» Problem to work on: Which lines in the data contain the word "Serialize"? Please copy each of them.

» Given information:
= = =
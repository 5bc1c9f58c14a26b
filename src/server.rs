//! HTTP entry point: router, middleware stack, and the two streaming routes.
//!
//! The error model has a hard phase boundary. Before the response stream is
//! handed to the client, failures are ordinary HTTP statuses ([`ApiError`]).
//! Once the agent-chat generator is returned, the status is fixed at 200 and
//! every later failure is surfaced as one in-band terminal error event. The
//! boundary is structural: handler code can return `ApiError`, generator code
//! can only yield frames.

use std::convert::Infallible;
use std::net::SocketAddr;
use std::sync::Arc;
use std::time::Duration;

use axum::{
    Json, Router,
    body::Body,
    extract::{DefaultBodyLimit, Path, Request, State},
    http::{HeaderName, HeaderValue, Method, StatusCode, header},
    middleware,
    response::{IntoResponse, Response},
    routing::{get, post},
};
use bytes::Bytes;
use futures::{Stream, StreamExt};
use serde::Serialize;
use tower_http::cors::{Any, CorsLayer};
use tower_http::trace::TraceLayer;
use tracing::info;

use crate::AppState;
use crate::chat::{self, AgentChatPayload, ids};
use crate::config::{AppConfig, ServerConfig};
use crate::events::{StreamEvent, TurnDescriptor, sse_frame};
use crate::security::{self, Claims};
use crate::translate::{self, Translator};
use crate::upstream::{UpstreamClient, UpstreamError, UpstreamMessage};

/// Largest accepted request body.
const BODY_LIMIT: usize = 10 * 1024 * 1024;

/// Start the Axum server with the provided configuration.
pub async fn start_server(config: Arc<AppConfig>) -> anyhow::Result<()> {
    let state = AppState::from_config(Arc::clone(&config))?;

    info!(
        name: "gateway.config.loaded",
        upstream_configured = config.upstream.enabled(),
        auth_enabled = config.auth.enabled(),
        "gateway configuration loaded"
    );

    let app = router(state);

    let addr = format!("{}:{}", config.server.host, config.server.port);
    let listener = tokio::net::TcpListener::bind(&addr).await?;

    info!(
        name: "server.started",
        address = %addr,
        "Server started"
    );

    axum::serve(
        listener,
        app.into_make_service_with_connect_info::<SocketAddr>(),
    )
    .with_graceful_shutdown(shutdown_signal())
    .await?;
    Ok(())
}

async fn shutdown_signal() {
    let ctrl_c = async {
        let _ = tokio::signal::ctrl_c().await;
    };

    #[cfg(unix)]
    let terminate = async {
        match tokio::signal::unix::signal(tokio::signal::unix::SignalKind::terminate()) {
            Ok(mut signal) => {
                signal.recv().await;
            }
            Err(_) => std::future::pending::<()>().await,
        }
    };

    #[cfg(not(unix))]
    let terminate = std::future::pending::<()>();

    tokio::select! {
        () = ctrl_c => {},
        () = terminate => {},
    }
}

/// Build the gateway router.
pub fn router(state: AppState) -> Router {
    let chat_routes = Router::new()
        .route(
            "/orchestrator/v1/sessions/{session_id}/messages/stream",
            post(session_stream),
        )
        .route("/api/agents/chat/{endpoint}", post(agent_chat))
        .route_layer(middleware::from_fn_with_state(
            state.clone(),
            security::middleware::require_auth,
        ));

    Router::new()
        .route("/orchestrator/v1/healthz", get(healthz))
        .merge(chat_routes)
        .layer(middleware::from_fn_with_state(
            state.clone(),
            security::rate_limit::admit,
        ))
        .layer(cors_layer(&state.config.server))
        .layer(TraceLayer::new_for_http())
        .layer(DefaultBodyLimit::max(BODY_LIMIT))
        .with_state(state)
}

fn cors_layer(server: &ServerConfig) -> CorsLayer {
    let cors = CorsLayer::new()
        .allow_methods([Method::GET, Method::POST, Method::OPTIONS])
        .allow_headers([
            header::ACCEPT,
            header::AUTHORIZATION,
            header::CONTENT_TYPE,
            HeaderName::from_static("x-requested-with"),
        ])
        .expose_headers([header::LINK])
        .max_age(Duration::from_secs(300));

    let origin = server.allowed_origins.trim();
    if origin.is_empty() || origin == "*" {
        return cors.allow_origin(Any);
    }
    match origin.parse::<HeaderValue>() {
        Ok(value) => cors.allow_origin(value).allow_credentials(true),
        Err(_) => {
            tracing::warn!(origin = %origin, "invalid allowed origin, allowing any");
            cors.allow_origin(Any)
        }
    }
}

// ─────────────────────────────────────────────────────────────────────────────
// Error model (pre-stream phase)
// ─────────────────────────────────────────────────────────────────────────────

/// JSON body of a pre-stream rejection.
#[derive(Debug, Clone, Serialize)]
pub struct ErrorBody {
    pub error: String,
    pub message: String,
    pub code: u16,
}

/// An ordinary HTTP rejection, only usable before the stream starts.
#[derive(Debug)]
pub struct ApiError {
    status: StatusCode,
    error: &'static str,
    message: String,
}

impl ApiError {
    fn new(status: StatusCode, error: &'static str, message: impl Into<String>) -> Self {
        Self {
            status,
            error,
            message: message.into(),
        }
    }

    pub fn bad_request(message: impl Into<String>) -> Self {
        Self::new(StatusCode::BAD_REQUEST, "invalid_request", message)
    }

    pub fn unauthorized(message: impl Into<String>) -> Self {
        Self::new(StatusCode::UNAUTHORIZED, "unauthorized", message)
    }

    pub fn too_many_requests(message: impl Into<String>) -> Self {
        Self::new(
            StatusCode::TOO_MANY_REQUESTS,
            "rate_limit_exceeded",
            message,
        )
    }

    pub fn service_unavailable(message: impl Into<String>) -> Self {
        Self::new(StatusCode::SERVICE_UNAVAILABLE, "not_configured", message)
    }

    pub fn bad_gateway(message: impl Into<String>) -> Self {
        Self::new(StatusCode::BAD_GATEWAY, "upstream_error", message)
    }
}

impl IntoResponse for ApiError {
    fn into_response(self) -> Response {
        let body = ErrorBody {
            error: self.error.to_string(),
            message: self.message,
            code: self.status.as_u16(),
        };
        (self.status, Json(body)).into_response()
    }
}

// ─────────────────────────────────────────────────────────────────────────────
// Handlers
// ─────────────────────────────────────────────────────────────────────────────

async fn healthz() -> impl IntoResponse {
    Json(serde_json::json!({ "status": "ok" }))
}

/// Pass-through stream: pipe the upstream SSE bytes back 1:1.
///
/// No protocol translation happens here, so upstream failures stay plain
/// HTTP errors.
async fn session_stream(
    State(state): State<AppState>,
    Path(session_id): Path<String>,
    req: Request,
) -> Result<Response, ApiError> {
    let Some(upstream) = state.upstream.clone() else {
        tracing::warn!(name: "upstream.missing", "LLM upstream not configured");
        return Err(ApiError::service_unavailable("LLM upstream not configured"));
    };

    let subject = req
        .extensions()
        .get::<Claims>()
        .map(|claims| claims.subject.clone());
    info!(
        name: "stream.passthrough.start",
        session_id = %session_id,
        subject = subject.as_deref().unwrap_or(""),
        "starting SSE pass-through"
    );

    let content_type = req
        .headers()
        .get(header::CONTENT_TYPE)
        .and_then(|v| v.to_str().ok())
        .map(ToString::to_string);
    let body = reqwest::Body::wrap_stream(req.into_body().into_data_stream());

    let response = upstream
        .forward_raw(content_type, body)
        .await
        .map_err(|e| match e {
            UpstreamError::Unavailable(_) => ApiError::bad_gateway("upstream unavailable"),
            UpstreamError::Rejected { status, .. } => {
                ApiError::bad_gateway(format!("upstream error: {status}"))
            }
        })?;

    Ok(sse_response(Body::from_stream(response.bytes_stream())))
}

/// Agent chat: the full translation pipeline.
async fn agent_chat(
    State(state): State<AppState>,
    Path(endpoint): Path<String>,
    req: Request,
) -> Result<Response, ApiError> {
    // Service availability is checked before the body is touched.
    let Some(upstream) = state.upstream.clone() else {
        return Err(ApiError::service_unavailable("LLM upstream not configured"));
    };

    let bytes = axum::body::to_bytes(req.into_body(), BODY_LIMIT)
        .await
        .map_err(|e| ApiError::bad_request(format!("invalid request body: {e}")))?;
    let mut payload: AgentChatPayload = serde_json::from_slice(&bytes)
        .map_err(|e| ApiError::bad_request(format!("invalid request body: {e}")))?;

    if payload.endpoint.is_empty() {
        payload.endpoint = endpoint;
    }

    let conversation_id = ids::normalize_conversation_id(&payload.conversation_id);
    let request_message_id = ids::ensure_id(&payload.message_id);
    let parent_message_id = if payload.parent_message_id.is_empty() {
        ids::NO_PARENT_ID.to_string()
    } else {
        payload.parent_message_id.clone()
    };

    let mut user_text = payload.text.trim().to_string();
    if user_text.is_empty() {
        user_text = chat::extract_latest_user_text(&payload.messages);
    }
    if user_text.is_empty() {
        return Err(ApiError::bad_request("missing message text"));
    }

    let messages = chat::build_upstream_messages(&payload.messages, &user_text);
    if messages.is_empty() {
        return Err(ApiError::bad_request(
            "no messages available for the upstream request",
        ));
    }

    info!(
        name: "agent_chat.start",
        endpoint = %payload.endpoint,
        conversation_id = %conversation_id,
        history_len = payload.messages.len(),
        "starting agent chat turn"
    );

    let turn = TurnDescriptor {
        endpoint: payload.endpoint,
        model: payload.model,
        prompt_prefix: payload.prompt_prefix,
        conversation_id,
        request_message_id,
        parent_message_id,
        user_text,
    };

    Ok(sse_response(Body::from_stream(agent_turn_stream(
        upstream, messages, turn,
    ))))
}

/// The post-stream phase of one agent-chat turn.
///
/// Dropping the returned stream (client disconnect) cancels the in-flight
/// upstream call; nothing further is emitted and cancellation is not an
/// error.
fn agent_turn_stream(
    upstream: Arc<UpstreamClient>,
    messages: Vec<UpstreamMessage>,
    turn: TurnDescriptor,
) -> impl Stream<Item = Result<Bytes, Infallible>> {
    async_stream::stream! {
        let byte_stream = match upstream.stream_chat(&messages).await {
            Ok(stream) => stream,
            Err(e) => {
                tracing::warn!(name: "upstream.failed", error = %e, "upstream call failed");
                yield Ok::<Bytes, Infallible>(frame(&StreamEvent::error_turn(&turn, &ids::generate_id(), &e.to_string())));
                return;
            }
        };

        let mut translator = Translator::new(
            turn.conversation_id.clone(),
            turn.request_message_id.clone(),
            ids::generate_id(),
        );
        yield Ok(frame(&translator.created()));

        let tokens = translate::token_lines(byte_stream);
        futures::pin_mut!(tokens);
        while let Some(token) = tokens.next().await {
            match token {
                Ok(payload) => {
                    yield Ok(frame(&translator.on_token(&payload)));
                }
                Err(e) => {
                    tracing::warn!(
                        name: "stream.read_failed",
                        error = %e,
                        partial_len = translator.partial_text().len(),
                        "upstream stream failed mid-flight"
                    );
                    yield Ok(frame(&StreamEvent::error_turn(&turn, &ids::generate_id(), &e.to_string())));
                    return;
                }
            }
        }

        let response_message_id = translator.response_message_id().to_string();
        match translator.finish() {
            Ok(text) => {
                yield Ok(frame(&StreamEvent::final_turn(&turn, &response_message_id, text)));
            }
            Err(e) => {
                tracing::warn!(name: "stream.empty", error = %e, "upstream completed without content");
                yield Ok(frame(&StreamEvent::error_turn(&turn, &ids::generate_id(), &e.to_string())));
            }
        }
    }
}

fn frame(event: &StreamEvent) -> Bytes {
    Bytes::from(sse_frame(event))
}

/// Streaming response skeleton: SSE headers, flush-per-event body.
fn sse_response(body: Body) -> Response {
    Response::builder()
        .status(StatusCode::OK)
        .header(header::CONTENT_TYPE, "text/event-stream")
        .header(header::CACHE_CONTROL, "no-cache")
        .body(body)
        .unwrap_or_else(|_| StatusCode::INTERNAL_SERVER_ERROR.into_response())
}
= = =
» Exercise response:
use serde::Serialize;
#[derive(Debug, Clone, Serialize)]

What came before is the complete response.